Problem: Return the entire listing, character for character.

※

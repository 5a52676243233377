//! Error types for extraction from object storage

use thiserror::Error;

/// Errors that can occur while extracting a partition through DuckDB
#[derive(Debug, Error)]
pub enum IngestError {
    /// Failed to open the DuckDB connection
    #[error("connection failed: {0}")]
    Connection(String),

    /// Session setup failed (settings, extension install, secret)
    #[error("session setup failed: {0}")]
    Setup(String),

    /// Query preparation or execution failed
    #[error("query failed: {0}")]
    Query(String),

    /// Reading the result stream failed after it started
    #[error("result stream failed: {0}")]
    Stream(String),

    /// The extraction query template is malformed or unreadable
    #[error("invalid query template: {0}")]
    Template(String),

    /// The invocation was cancelled while extraction was running
    #[error("extraction cancelled")]
    Cancelled,
}

impl From<std::io::Error> for IngestError {
    fn from(e: std::io::Error) -> Self {
        IngestError::Setup(e.to_string())
    }
}

impl From<tokio::task::JoinError> for IngestError {
    fn from(e: tokio::task::JoinError) -> Self {
        IngestError::Stream(e.to_string())
    }
}
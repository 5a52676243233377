//! Folds streamed batches into one owned, chunked table.

use datafusion::arrow::datatypes::SchemaRef;
use datafusion::arrow::record_batch::RecordBatch;

/// Result of extracting one partition.
#[derive(Debug)]
pub enum Extraction {
    /// Nothing matched or every batch was empty. Not an error.
    NoData,
    /// At least one row was extracted.
    Rows(AccumulatedTable),
}

impl Extraction {
    pub fn num_rows(&self) -> usize {
        match self {
            Extraction::NoData => 0,
            Extraction::Rows(table) => table.num_rows(),
        }
    }
}

/// All batches of a run, sharing one schema.
///
/// Batches are kept as separate chunks; their column buffers are shared,
/// not copied. Dropping the table releases every batch.
#[derive(Debug, Clone)]
pub struct AccumulatedTable {
    schema: SchemaRef,
    batches: Vec<RecordBatch>,
    num_rows: usize,
}

impl AccumulatedTable {
    pub fn schema(&self) -> &SchemaRef {
        &self.schema
    }

    pub fn batches(&self) -> &[RecordBatch] {
        &self.batches
    }

    pub fn into_batches(self) -> Vec<RecordBatch> {
        self.batches
    }

    pub fn num_rows(&self) -> usize {
        self.num_rows
    }
}

/// Collects owned batches handed over by an ingest stream.
#[derive(Debug, Default)]
pub struct BatchAccumulator {
    schema: Option<SchemaRef>,
    batches: Vec<RecordBatch>,
    num_rows: usize,
}

impl BatchAccumulator {
    pub fn new() -> Self {
        Self::default()
    }

    /// Take ownership of a batch. Zero-row batches are dropped on the spot.
    pub fn push(&mut self, batch: RecordBatch) {
        if batch.num_rows() == 0 {
            return;
        }

        match &self.schema {
            Some(schema) => debug_assert_eq!(
                schema.fields(),
                batch.schema().fields(),
                "extraction query produced batches with differing schemas"
            ),
            None => self.schema = Some(batch.schema()),
        }

        self.num_rows += batch.num_rows();
        self.batches.push(batch);
    }

    pub fn num_rows(&self) -> usize {
        self.num_rows
    }

    pub fn num_batches(&self) -> usize {
        self.batches.len()
    }

    pub fn finish(self) -> Extraction {
        match self.schema {
            Some(schema) if self.num_rows > 0 => Extraction::Rows(AccumulatedTable {
                schema,
                batches: self.batches,
                num_rows: self.num_rows,
            }),
            _ => Extraction::NoData,
        }
    }
}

※

Exercise solution:
repository 5a52676243233377
//! Error types for extraction from object storage

use thiserror::Error;

/// Errors that can occur while extracting a partition through DuckDB
#[derive(Debug, Error)]
pub enum IngestError {
    /// Failed to open the DuckDB connection
    #[error("connection failed: {0}")]
    Connection(String),

    /// Session setup failed (settings, extension install, secret)
    #[error("session setup failed: {0}")]
    Setup(String),

    /// Query preparation or execution failed
    #[error("query failed: {0}")]
    Query(String),

    /// Reading the result stream failed after it started
    #[error("result stream failed: {0}")]
    Stream(String),

    /// The extraction query template is malformed or unreadable
    #[error("invalid query template: {0}")]
    Template(String),

    /// The invocation was cancelled while extraction was running
    #[error("extraction cancelled")]
    Cancelled,
}

impl From<std::io::Error> for IngestError {
    fn from(e: std::io::Error) -> Self {
        IngestError::Setup(e.to_string())
    }
}

impl From<tokio::task::JoinError> for IngestError {
    fn from(e: tokio::task::JoinError) -> Self {
        IngestError::Stream(e.to_string())
    }
}
repository 5a52676243233377
//! Folds streamed batches into one owned, chunked table.

use datafusion::arrow::datatypes::SchemaRef;
use datafusion::arrow::record_batch::RecordBatch;

/// Result of extracting one partition.
#[derive(Debug)]
pub enum Extraction {
    /// Nothing matched or every batch was empty. Not an error.
    NoData,
    /// At least one row was extracted.
    Rows(AccumulatedTable),
}

impl Extraction {
    pub fn num_rows(&self) -> usize {
        match self {
            Extraction::NoData => 0,
            Extraction::Rows(table) => table.num_rows(),
        }
    }
}

/// All batches of a run, sharing one schema.
///
/// Batches are kept as separate chunks; their column buffers are shared,
/// not copied. Dropping the table releases every batch.
#[derive(Debug, Clone)]
pub struct AccumulatedTable {
    schema: SchemaRef,
    batches: Vec<RecordBatch>,
    num_rows: usize,
}

impl AccumulatedTable {
    pub fn schema(&self) -> &SchemaRef {
        &self.schema
    }

    pub fn batches(&self) -> &[RecordBatch] {
        &self.batches
    }

    pub fn into_batches(self) -> Vec<RecordBatch> {
        self.batches
    }

    pub fn num_rows(&self) -> usize {
        self.num_rows
    }
}

/// Collects owned batches handed over by an ingest stream.
#[derive(Debug, Default)]
pub struct BatchAccumulator {
    schema: Option<SchemaRef>,
    batches: Vec<RecordBatch>,
    num_rows: usize,
}

impl BatchAccumulator {
    pub fn new() -> Self {
        Self::default()
    }

    /// Take ownership of a batch. Zero-row batches are dropped on the spot.
    pub fn push(&mut self, batch: RecordBatch) {
        if batch.num_rows() == 0 {
            return;
        }

        match &self.schema {
            Some(schema) => debug_assert_eq!(
                schema.fields(),
                batch.schema().fields(),
                "extraction query produced batches with differing schemas"
            ),
            None => self.schema = Some(batch.schema()),
        }

        self.num_rows += batch.num_rows();
        self.batches.push(batch);
    }

    pub fn num_rows(&self) -> usize {
        self.num_rows
    }

    pub fn num_batches(&self) -> usize {
        self.batches.len()
    }

    pub fn finish(self) -> Extraction {
        match self.schema {
            Some(schema) if self.num_rows > 0 => Extraction::Rows(AccumulatedTable {
                schema,
                batches: self.batches,
                num_rows: self.num_rows,
            }),
            _ => Extraction::NoData,
        }
    }
}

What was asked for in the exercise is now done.